Law professor, UC Hastings and University of Turin

[*] Una volta che qualcuno mi chiamo costituzionalista, Stefano con la solita deliziosa ironia mi disse: “Hai fatto carriera! Sai, all’inizio provavo a correggerli, poi ci si abitua…”. Rodotà infatti era come me un civilista e ne era estremamente orgoglioso. E’ stato uno dei più grandi civilisti europei contemporanei e non ho dubbi sia stato il più eminente fra quelli italiani. Era dotato di una apertura cosmopolita straordinaria.

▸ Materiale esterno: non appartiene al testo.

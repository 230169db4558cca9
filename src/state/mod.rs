//! Transaction lifecycle state machine
//!
//! Every transaction intent of a session moves through
//! `inited -> open -> opened -> closed`. The current state is carried in
//! field 1 of an attestation's content, so each state gets its own
//! attestation and its own signature chain.

mod machine;

pub use machine::{describe, StateType, TransactionState};
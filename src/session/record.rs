//! A single compiled session and its per-transaction progress

use super::SessionId;
use crate::attestation::Content;
use crate::error::{VesError, VesResult};
use crate::intent::{TransactionIntent, TransactionIntents};
use crate::state::{describe, StateType, TransactionState};

use chrono::{DateTime, Utc};
use dashmap::DashMap;
use serde_json::{json, Value};
use std::sync::atomic::{AtomicBool, Ordering};
use std::sync::{Mutex, MutexGuard};
use tracing::debug;

/// Compiled transactions of one session plus where each one stands
#[derive(Debug)]
pub struct Session {
    id: SessionId,
    intents: TransactionIntents,
    progress: Vec<Mutex<TransactionState>>,
    approved: AtomicBool,
    /// Insurance contract data, keyed by field name
    insurance: DashMap<String, Value>,
    created_at: DateTime<Utc>,
}

impl Session {
    pub fn new(id: SessionId, intents: TransactionIntents) -> Self {
        let progress = intents
            .intents
            .iter()
            .map(|_| Mutex::new(TransactionState::new()))
            .collect();
        Self {
            id,
            intents,
            progress,
            approved: AtomicBool::new(false),
            insurance: DashMap::new(),
            created_at: Utc::now(),
        }
    }

    pub fn id(&self) -> SessionId {
        self.id
    }

    pub fn intents(&self) -> &TransactionIntents {
        &self.intents
    }

    pub fn created_at(&self) -> DateTime<Utc> {
        self.created_at
    }

    pub fn is_approved(&self) -> bool {
        self.approved.load(Ordering::Acquire)
    }

    pub(crate) fn approve(&self) {
        self.approved.store(true, Ordering::Release);
    }

    pub fn transaction(&self, tx_index: u64) -> VesResult<&TransactionIntent> {
        usize::try_from(tx_index)
            .ok()
            .and_then(|idx| self.intents.get(idx))
            .ok_or(VesError::TransactionNotFound {
                session_id: self.id,
                tx_index,
            })
    }

    /// Content a party signs to move `tx_index` into `state`
    pub fn content_for(&self, tx_index: u64, state: StateType) -> VesResult<Content> {
        let transaction = self.transaction(tx_index)?.to_json();
        Ok(Content::new(transaction, state, self.id, tx_index))
    }

    pub fn state_of(&self, tx_index: u64) -> VesResult<Option<StateType>> {
        self.transaction(tx_index)?;
        Ok(self.lock(tx_index as usize)?.current())
    }

    /// Every transaction has reached `closed`
    pub fn is_complete(&self) -> VesResult<bool> {
        for idx in 0..self.progress.len() {
            if self.lock(idx)?.current() != Some(StateType::Closed) {
                return Ok(false);
            }
        }
        Ok(true)
    }

    /// Compare-and-set the tracked state of `tx_index` from the immediate
    /// predecessor of `to`. Entering `inited` additionally requires every
    /// dependency predecessor to be `closed`.
    pub fn advance(&self, tx_index: u64, to: StateType) -> VesResult<StateType> {
        let name = self.transaction(tx_index)?.name.clone();
        let idx = tx_index as usize;

        if to == StateType::initial() {
            self.check_predecessors(tx_index, &name)?;
        }

        let mut state = self.lock(idx)?;
        let found = state.current();
        state
            .advance(to)
            .map_err(|_| VesError::StateConflict {
                session_id: self.id,
                tx_index,
                expected: describe(to.previous()),
                found: describe(found),
            })?;

        debug!(
            "Session {} transaction {} ({}) advanced {} -> {}",
            self.id,
            tx_index,
            name,
            describe(found),
            to
        );
        Ok(to)
    }

    fn check_predecessors(&self, tx_index: u64, name: &str) -> VesResult<()> {
        for pred in self.intents.predecessors(name) {
            let Some(pred_idx) = self.intents.index_of(pred) else {
                return Err(VesError::Internal(format!(
                    "dependency names unknown transaction {}",
                    pred
                )));
            };
            if self.lock(pred_idx)?.current() != Some(StateType::Closed) {
                return Err(VesError::DependencyPending {
                    session_id: self.id,
                    tx_index,
                    waiting_on: pred.to_string(),
                });
            }
        }
        Ok(())
    }

    fn lock(&self, idx: usize) -> VesResult<MutexGuard<'_, TransactionState>> {
        self.progress
            .get(idx)
            .ok_or(VesError::TransactionNotFound {
                session_id: self.id,
                tx_index: idx as u64,
            })?
            .lock()
            .map_err(|_| VesError::Internal(format!("session {} progress poisoned", self.id)))
    }

    pub fn set_insurance_data(&self, key: impl Into<String>, value: Value) {
        self.insurance.insert(key.into(), value);
    }

    pub fn insurance_data(&self, key: &str) -> Option<Value> {
        self.insurance.get(key).map(|entry| entry.value().clone())
    }

    /// JSON snapshot for the HTTP surface
    pub fn summary(&self) -> VesResult<Value> {
        let mut states = Vec::with_capacity(self.progress.len());
        for (idx, intent) in self.intents.intents.iter().enumerate() {
            let current = self.lock(idx)?.current();
            states.push(json!({
                "name": intent.name,
                "state": current.map(StateType::as_str),
            }));
        }
        Ok(json!({
            "session_id": self.id,
            "approved": self.is_approved(),
            "created_at": self.created_at.to_rfc3339(),
            "transaction_intents": self.intents.dictize(),
            "states": states,
        }))
    }
}

#[cfg(test)]
mod tests {
    use super::*;
    use crate::intent::{Dependency, TransactionKind};
    use std::sync::Arc;

    fn session(deps: Vec<Dependency>) -> Session {
        let intents = TransactionIntents {
            intents: vec![
                TransactionIntent::new("T1", TransactionKind::Void),
                TransactionIntent::new("T2", TransactionKind::Void),
            ],
            dependencies: deps,
        };
        Session::new(7, intents)
    }

    fn run_to_closed(session: &Session, tx_index: u64) {
        for state in StateType::ALL {
            session.advance(tx_index, state).unwrap();
        }
    }

    #[test]
    fn test_advance_in_order() {
        let session = session(vec![]);
        assert_eq!(session.state_of(0).unwrap(), None);
        run_to_closed(&session, 0);
        assert_eq!(session.state_of(0).unwrap(), Some(StateType::Closed));
        assert!(!session.is_complete().unwrap());
        run_to_closed(&session, 1);
        assert!(session.is_complete().unwrap());
    }

    #[test]
    fn test_skip_is_state_conflict() {
        let session = session(vec![]);
        session.advance(0, StateType::Inited).unwrap();
        match session.advance(0, StateType::Opened).unwrap_err() {
            VesError::StateConflict { expected, found, .. } => {
                assert_eq!(expected, "open");
                assert_eq!(found, "inited");
            }
            other => panic!("unexpected {:?}", other),
        }
    }

    #[test]
    fn test_dependency_blocks_inited() {
        let session = session(vec![Dependency::new("T1", "T2")]);
        let err = session.advance(1, StateType::Inited).unwrap_err();
        assert!(matches!(err, VesError::DependencyPending { ref waiting_on, .. } if waiting_on == "T1"));

        run_to_closed(&session, 0);
        session.advance(1, StateType::Inited).unwrap();
    }

    #[test]
    fn test_unknown_transaction() {
        let session = session(vec![]);
        assert!(matches!(
            session.advance(5, StateType::Inited),
            Err(VesError::TransactionNotFound { tx_index: 5, .. })
        ));
    }

    #[test]
    fn test_concurrent_advance_single_winner() {
        let session = Arc::new(session(vec![]));
        session.advance(0, StateType::Inited).unwrap();

        let handles: Vec<_> = (0..8)
            .map(|_| {
                let session = session.clone();
                std::thread::spawn(move || session.advance(0, StateType::Open).is_ok())
            })
            .collect();
        let winners = handles
            .into_iter()
            .map(|h| h.join().unwrap())
            .filter(|won| *won)
            .count();

        assert_eq!(winners, 1);
        assert_eq!(session.state_of(0).unwrap(), Some(StateType::Open));
    }

    #[test]
    fn test_content_and_insurance() {
        let session = session(vec![]);
        let content = session.content_for(1, StateType::Inited).unwrap();
        assert_eq!(content.session_id, 7);
        assert_eq!(content.transaction_id, 1);
        assert_eq!(content.transaction["name"], "T2");

        session.set_insurance_data("premium", json!(10));
        assert_eq!(session.insurance_data("premium"), Some(json!(10)));
        assert_eq!(session.insurance_data("missing"), None);

        let summary = session.summary().unwrap();
        assert_eq!(summary["states"][0]["state"], Value::Null);
        assert_eq!(summary["approved"], false);
    }
}
//! Error types for the verifiable execution system

use crate::state::StateType;
use thiserror::Error;

/// Main error type for the VES
#[derive(Error, Debug)]
pub enum VesError {
    /// An Op-intent is malformed: missing attribute, unknown op_type,
    /// or both/neither of contract_addr and contract_code.
    #[error("Initialize error: {0}")]
    Initialize(String),

    /// Transaction intent generation failed (unknown intent name,
    /// unsupported chain type, unsupported dependency relation).
    #[error("Generation error: {0}")]
    Generation(String),

    #[error("Decode failed: {0}")]
    DecodeFail(String),

    #[error("Signature {index} verification failed: claimed {claimed}, recovered {recovered}")]
    Verification {
        index: usize,
        claimed: String,
        recovered: String,
    },

    #[error("Signing error: {0}")]
    Signing(String),

    #[error("Invalid state transition from {from} to {to}")]
    InvalidStateTransition { from: String, to: StateType },

    #[error("State conflict on transaction {tx_index} of session {session_id}: expected {expected}, found {found}")]
    StateConflict {
        session_id: u32,
        tx_index: u64,
        expected: String,
        found: String,
    },

    #[error("Attestation does not match request: {0}")]
    AttestationMismatch(String),

    #[error("Session {session_id} not found")]
    SessionNotFound { session_id: u32 },

    #[error("Transaction {tx_index} not found in session {session_id}")]
    TransactionNotFound { session_id: u32, tx_index: u64 },

    #[error("Session {session_id} has not been approved")]
    SessionNotApproved { session_id: u32 },

    #[error("Transaction {tx_index} of session {session_id} is waiting on {waiting_on}")]
    DependencyPending {
        session_id: u32,
        tx_index: u64,
        waiting_on: String,
    },

    #[error("Session id space exhausted after {attempts} attempts")]
    SessionAllocation { attempts: u32 },

    #[error("Configuration error: {0}")]
    Config(String),

    #[error("Chain connection error for chain {chain_id}: {message}")]
    ChainConnection { chain_id: String, message: String },

    #[error("unlock failed for {account}. wrong password?")]
    UnlockFailed { account: String },

    #[error("Ledger error: {0}")]
    Ledger(String),

    #[error("Timeout waiting for {operation}")]
    Timeout { operation: String },

    #[error("Internal error: {0}")]
    Internal(String),
}

impl VesError {
    /// Check if error is retryable
    pub fn is_retryable(&self) -> bool {
        matches!(
            self,
            VesError::ChainConnection { .. } | VesError::Timeout { .. }
        )
    }

    /// Errors that invalidate the integrity of received data
    pub fn is_integrity_failure(&self) -> bool {
        matches!(
            self,
            VesError::DecodeFail(_)
                | VesError::Verification { .. }
                | VesError::AttestationMismatch(_)
        )
    }
}

impl From<serde_json::Error> for VesError {
    fn from(e: serde_json::Error) -> Self {
        VesError::Internal(e.to_string())
    }
}

/// Result type for VES operations
pub type VesResult<T> = Result<T, VesError>;
//! Executes compiled transaction intents against their ledgers

use super::ledger::{wait_for_receipt, LedgerRpc};
use crate::error::{VesError, VesResult};
use crate::intent::{
    ChainDns, ChainDomain, ContractRef, TransactionIntent, TransactionIntents, TransactionKind,
};
use crate::metrics;

use ethers::abi::param_type::Reader;
use ethers::abi::token::{LenientTokenizer, Tokenizer};
use ethers::abi::Token;
use ethers::types::{Address, Bytes, TransactionRequest, H256, U256};
use ethers::utils::{id, parse_units};
use serde_json::Value;
use std::collections::{HashMap, VecDeque};
use std::sync::Arc;
use std::time::{Duration, Instant};
use tracing::{debug, info, warn};

#[derive(Debug, Clone)]
pub struct ExecutorOptions {
    pub poll_interval: Duration,
    pub receipt_timeout: Duration,
    pub unlock_duration_secs: u64,
}

impl Default for ExecutorOptions {
    fn default() -> Self {
        Self {
            poll_interval: Duration::from_millis(1000),
            receipt_timeout: Duration::from_secs(120),
            unlock_duration_secs: 20,
        }
    }
}

/// Result of executing one transaction intent
#[derive(Debug, Clone, PartialEq)]
pub struct ExecutionOutcome {
    pub name: String,
    /// `None` for skipped `void` intents
    pub tx_hash: Option<H256>,
    /// Set for deploys
    pub contract_address: Option<Address>,
}

/// Sends transaction intents to the ledger of their chain
pub struct TransactionExecutor {
    ledgers: HashMap<ChainDomain, Arc<dyn LedgerRpc>>,
    dns: Arc<dyn ChainDns>,
    passphrases: HashMap<Address, String>,
    options: ExecutorOptions,
    /// `T<n>` -> address of the contract it deployed
    deployed: HashMap<String, Address>,
}
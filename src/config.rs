//! Configuration management for the VES service
//!
//! Loads configuration from TOML files with environment variable substitution.

use anyhow::{Context, Result};
use serde::Deserialize;
use std::collections::HashMap;
use std::env;
use std::path::{Path, PathBuf};

/// Env var naming the configuration file
pub const CONFIG_ENV: &str = "UIP_VES_CONFIG";

/// Root configuration structure
#[derive(Debug, Clone, Deserialize)]
pub struct Settings {
    #[serde(default)]
    pub ves: VesConfig,
    #[serde(default)]
    pub ledger: LedgerConfig,
    pub api: ApiConfig,
    pub metrics: MetricsConfig,
    pub chains: HashMap<String, ChainConfig>,
}

#[derive(Debug, Clone, Deserialize)]
#[serde(default)]
pub struct VesConfig {
    /// Upper bound of the session id space
    pub session_id_max: u32,
    pub max_allocation_attempts: u32,
}

impl Default for VesConfig {
    fn default() -> Self {
        Self {
            session_id_max: u32::MAX,
            max_allocation_attempts: 64,
        }
    }
}

#[derive(Debug, Clone, Deserialize)]
#[serde(default)]
pub struct LedgerConfig {
    pub poll_interval_ms: u64,
    pub receipt_timeout_secs: u64,
    pub unlock_duration_secs: u64,
    /// Gas for contracts deployed ahead of an invoke
    pub deploy_gas: String,
}

impl Default for LedgerConfig {
    fn default() -> Self {
        Self {
            poll_interval_ms: 1000,
            receipt_timeout_secs: 120,
            unlock_duration_secs: 20,
            deploy_gas: crate::intent::DEFAULT_DEPLOY_GAS.to_string(),
        }
    }
}

#[derive(Debug, Clone, Deserialize)]
pub struct ApiConfig {
    pub host: String,
    pub port: u16,
}

#[derive(Debug, Clone, Deserialize)]
pub struct MetricsConfig {
    pub enabled: bool,
    pub port: u16,
}

#[derive(Debug, Clone, Deserialize)]
pub struct ChainConfig {
    /// Ledger family, e.g. `Ethereum`
    pub chain_type: String,
    /// Id used in `<chain_type>://<chain_id>` domains
    pub chain_id: String,
    pub rpc_urls: Vec<String>,
    pub relay_address: String,
    /// user name -> address
    #[serde(default)]
    pub users: HashMap<String, String>,
    /// Passphrases for `personal_unlockAccount`, keyed by address
    #[serde(default)]
    pub passphrases: HashMap<String, String>,
    pub enabled: bool,
}

impl Settings {
    /// Load settings from the file named by `UIP_VES_CONFIG`
    pub fn load() -> Result<Self> {
        let config_path = env::var(CONFIG_ENV)
            .map(PathBuf::from)
            .unwrap_or_else(|_| PathBuf::from("config/default.toml"));
        Self::load_from(&config_path)
    }

    pub fn load_from(config_path: &Path) -> Result<Self> {
        let config_str = std::fs::read_to_string(config_path)
            .with_context(|| format!("Failed to read config file: {:?}", config_path))?;
        Self::parse(&config_str)
    }

    pub fn parse(config_str: &str) -> Result<Self> {
        // Substitute environment variables
        let config_str = substitute_env_vars(config_str)?;

        let settings: Settings =
            toml::from_str(&config_str).with_context(|| "Failed to parse configuration")?;

        settings.validate()?;

        Ok(settings)
    }

    /// Validate configuration
    fn validate(&self) -> Result<()> {
        if self.enabled_chains().is_empty() {
            anyhow::bail!("At least one chain must be enabled");
        }

        for (name, chain) in self.enabled_chains() {
            if chain.rpc_urls.is_empty() {
                anyhow::bail!("Chain {} has no RPC URLs configured", name);
            }
            if chain.relay_address.is_empty() {
                anyhow::bail!("Chain {} has no relay address configured", name);
            }
            if let Some(account) = chain
                .passphrases
                .keys()
                .find(|account| account.parse::<ethers::types::Address>().is_err())
            {
                anyhow::bail!(
                    "Chain {} has a passphrase keyed by {:?}, which is not an address",
                    name,
                    account
                );
            }
            if chain.users.is_empty() {
                tracing::warn!("Chain {} has no users - payments touching it will fail", name);
            }
        }

        if self.ves.session_id_max == 0 {
            anyhow::bail!("ves.session_id_max must be at least 1");
        }

        Ok(())
    }

    /// Get list of enabled chains
    pub fn enabled_chains(&self) -> Vec<(&String, &ChainConfig)> {
        self.chains.iter().filter(|(_, c)| c.enabled).collect()
    }

    /// Find an enabled chain by its domain parts
    pub fn get_chain(&self, chain_type: &str, chain_id: &str) -> Option<&ChainConfig> {
        self.chains
            .values()
            .find(|c| c.enabled && c.chain_type == chain_type && c.chain_id == chain_id)
    }
}

/// Substitute environment variables in the format ${VAR_NAME}
fn substitute_env_vars(input: &str) -> Result<String> {
    let re = regex::Regex::new(r"\$\{([A-Z_][A-Z0-9_]*)\}")?;
    let result = re.replace_all(input, |cap: &regex::Captures| {
        env::var(&cap[1]).unwrap_or_default()
    });
    Ok(result.into_owned())
}

#[cfg(test)]
mod tests {
    use super::*;
    use std::io::Write;

    const SAMPLE: &str = r#"
[api]
host = "127.0.0.1"
port = 8080

[metrics]
enabled = false
port = 9090

[ledger]
poll_interval_ms = 50

[chains.local]
chain_type = "Ethereum"
chain_id = "chain1"
rpc_urls = ["http://${UIP_VES_TEST_HOST}:8545"]
relay_address = "0x9191919191919191919191919191919191919191"
enabled = true

[chains.local.users]
a1 = "0x1111111111111111111111111111111111111111"
"#;

    #[test]
    fn test_env_var_substitution() {
        env::set_var("TEST_VAR", "test_value");
        let input = "url = \"https://api.example.com/${TEST_VAR}/endpoint\"";
        let result = substitute_env_vars(input).unwrap();
        assert_eq!(result, "url = \"https://api.example.com/test_value/endpoint\"");
    }

    #[test]
    fn test_load_from_file() {
        env::set_var("UIP_VES_TEST_HOST", "node0");
        let mut file = tempfile::NamedTempFile::new().unwrap();
        file.write_all(SAMPLE.as_bytes()).unwrap();

        let settings = Settings::load_from(file.path()).unwrap();
        let chain = settings.get_chain("Ethereum", "chain1").unwrap();
        assert_eq!(chain.rpc_urls, vec!["http://node0:8545".to_string()]);
        assert_eq!(chain.users.len(), 1);
        assert_eq!(settings.ledger.poll_interval_ms, 50);
        assert_eq!(settings.ledger.deploy_gas, "0x30d40");
        assert_eq!(settings.ves.session_id_max, u32::MAX);
    }

    #[test]
    fn test_requires_enabled_chain() {
        let disabled = SAMPLE.replace("enabled = true", "enabled = false");
        assert!(Settings::parse(&disabled).is_err());
    }

    #[test]
    fn test_requires_relay() {
        let no_relay = SAMPLE.replace(
            "relay_address = \"0x9191919191919191919191919191919191919191\"",
            "relay_address = \"\"",
        );
        assert!(Settings::parse(&no_relay).is_err());
    }

    #[test]
    fn test_passphrase_keys_must_be_addresses() {
        let with_passphrase = format!(
            "{}\n[chains.local.passphrases]\n\"0x1111111111111111111111111111111111111111\" = \"pw\"\n",
            SAMPLE
        );
        let settings = Settings::parse(&with_passphrase).unwrap();
        assert_eq!(settings.chains["local"].passphrases.len(), 1);

        let bad_key = with_passphrase.replace(
            "\"0x1111111111111111111111111111111111111111\" = \"pw\"",
            "a1 = \"pw\"",
        );
        let err = Settings::parse(&bad_key).unwrap_err();
        assert!(err.to_string().contains("not an address"));
    }
}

Conoscitore profondo della cultura giuridica francese e di quella tedesca, fu fra i primissimi in Italia ad avvicinarsi a quella angloamericana. Aveva iniziato la sua carriera accademica, giunto a Roma da Cosenza, con il grande Rosario Nicolò, che insieme al messinese Salvatore Pugliatti e al milanese Cesare Grassetti, faceva parte di un triumvirato di eccezione che dominò la scena nazionale nel dopoguerra. A differenza del maestro, di cui era allievo prediletto, Stefano non divenne mai un giurista forense. Era troppo interessato agli studi accademici e alla politica del diritto per dedicarsi all’avvocatura. La sua precocissima maturità scientifica e la sua insaziabile curiosità per le istituzioni che governano i rapporti sociali fra privati lo spingevano verso ben altre avventure intellettuali.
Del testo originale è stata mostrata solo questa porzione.